In his PhD thesis "Geometry and derived category of holomorphic symplectic vector fields", supervised by Daniel Huybrechts, Thorsten Beckmann investigates various aspects of hyper-Kähler manifolds and abelian varieties such as their derived categories, sheaves, cycles and topology.
Thorsten Beckmann studies an important class of algebraic varieties, irreducible holomorphic symplectic varieties. These varieties (also called compact hyperkähler manifolds) are higher dimensional analogues of K3 surfaces. They are simply connected complex projective manifolds with a unique symplectic form, up to scalars. The theory of K3 surfaces has played a decisive role in the history of algebraic geometry, with its unique mix of algebraic and transcendental techniques. Famous conjectures (Weil, Tate) have first been proven for K3 surfaces, often with techniques that turned out to be applicable and crucial in a much broader context.

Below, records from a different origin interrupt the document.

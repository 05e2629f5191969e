//! Single-source shortest paths with the O(V²) selection form of Dijkstra.

use crate::{
    error::{check_vertex, Result},
    storage::{Adjacency, Distance},
};

/// The vertex not yet done with the smallest key, and that key. `None` keys are not reached yet and never
/// selected. Scanning in index order makes the lowest index win ties.
pub(crate) fn select_min<K: Ord + Copy>(
    keys: &[Option<K>],
    done: &[bool],
) -> Option<(usize, K)> {
    let mut best: Option<(usize, K)> = None;
    for (v, &key) in keys.iter().enumerate() {
        let Some(k) = key else {
            continue;
        };
        if !done[v] && best.map_or(true, |(_, b)| k < b) {
            best = Some((v, k));
        }
    }
    best
}

/// Distances and the shortest path tree from one source.
#[derive(Debug, Clone, PartialEq, Eq)]
pub struct ShortestPaths {
    source: usize,
    dist: Vec<Option<Distance>>,
    parent: Vec<Option<usize>>,
}

impl ShortestPaths {
    pub fn source(&self) -> usize {
        self.source
    }
    /// Distance from the source to v, None if v is unreachable.
    pub fn distance(&self, v: usize) -> Option<Distance> {
        self.dist[v]
    }
    /// Previous vertex on the shortest path to v.
    pub fn parent(&self, v: usize) -> Option<usize> {
        self.parent[v]
    }
    pub fn is_reachable(&self, v: usize) -> bool {
        self.distance(v).is_some()
    }
    /// Path from the source to v, both included. None if v is unreachable.
    pub fn path_to(&self, v: usize) -> Option<Vec<usize>> {
        self.distance(v)?;
        let mut path = vec![v];
        let mut cur = v;
        while let Some(p) = self.parent[cur] {
            path.push(p);
            cur = p;
        }
        path.reverse();
        Some(path)
    }
    pub fn vertex_count(&self) -> usize {
        self.dist.len()
    }
}

/// Shortest distance and path from the source to one target vertex.
#[derive(Debug, Clone, PartialEq, Eq)]
pub struct Route<V> {
    pub target: V,
    /// None if the target is unreachable.
    pub distance: Option<Distance>,
    /// Source first, target last. Empty if unreachable.
    pub path: Vec<V>,
}

impl ShortestPaths {
    /// One route per vertex, in index order.
    pub fn routes(&self) -> Vec<Route<usize>> {
        (0..self.vertex_count())
            .map(|v| Route {
                target: v,
                distance: self.distance(v),
                path: self.path_to(v).unwrap_or_default(),
            })
            .collect()
    }
}

/// Dijkstra from start. Weights are non-negative by construction of `Weight`.
pub fn dijkstra<A: Adjacency>(adj: &A, start: usize) -> Result<ShortestPaths> {
    let n = adj.vertex_count();
    check_vertex(start, n)?;
    let mut dist: Vec<Option<Distance>> = vec![None; n];
    let mut parent = vec![None; n];
    let mut settled = vec![false; n];
    dist[start] = Some(0);
    // Stops early once everything left is unreachable.
    while let Some((u, du)) = select_min(&dist, &settled) {
        settled[u] = true;
        for (v, w) in adj.neighbors(u) {
            if settled[v] {
                continue;
            }
            let candidate = du + Distance::from(w);
            if dist[v].map_or(true, |d| candidate < d) {
                log::trace!("relax {v} via {u}: {:?} -> {candidate}", dist[v]);
                dist[v] = Some(candidate);
                parent[v] = Some(u);
            }
        }
    }
    log::debug!(
        "dijkstra from {start} reached {} of {n} vertices",
        settled.iter().filter(|&&s| s).count()
    );
    Ok(ShortestPaths {
        source: start,
        dist,
        parent,
    })
}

Each section contains interesting, highly original new results in mathematics that could constitute a PhD thesis in algebraic geometry on its own. Taken together, they treat a broad range of problems, that are attacked with a richness of original ideas and impressive technical skills. The results are at the forefront of a rapidly moving field. Many of Beckmann’s contributions build on recent advances of others, and his thesis contains a lot of material that will be the basis or inspiration for many in the field. Thorsten Beckmann was very productive in the four years of his PhD at an exceptionally high level and impressed with nine papers, some of which have already been published in excellent journals and are very well received. The dissertation consists of six of these papers.
This is not the first award that Thorsten Beckmann has received: His Bachelor's thesis "Motivic integration" was already awarded the Bachelor Prize of the Bonn Mathematical Society, and his Master's thesis "Birational geometry of moduli spaces of stable objects on Enriques surfaces" was published in the journal Selecta Mathematica. Both theses were also supervised by Daniel Huybrechts. Thorsten Beckmann now works as a Data Science Consultant at the pharma & life science company Comma Soft AG in Bonn.
The Hausdorff Memorial Prize is awarded in honor of Felix Hausdorff each year around the anniversary of his death, January 26, at the Hausdorff Colloquium. Candidates can be nominated by the professors and lecturers. The decision is made by a jury appointed by the Department of Mathematics. The prize consists of 500 euros in prize money and a book prize.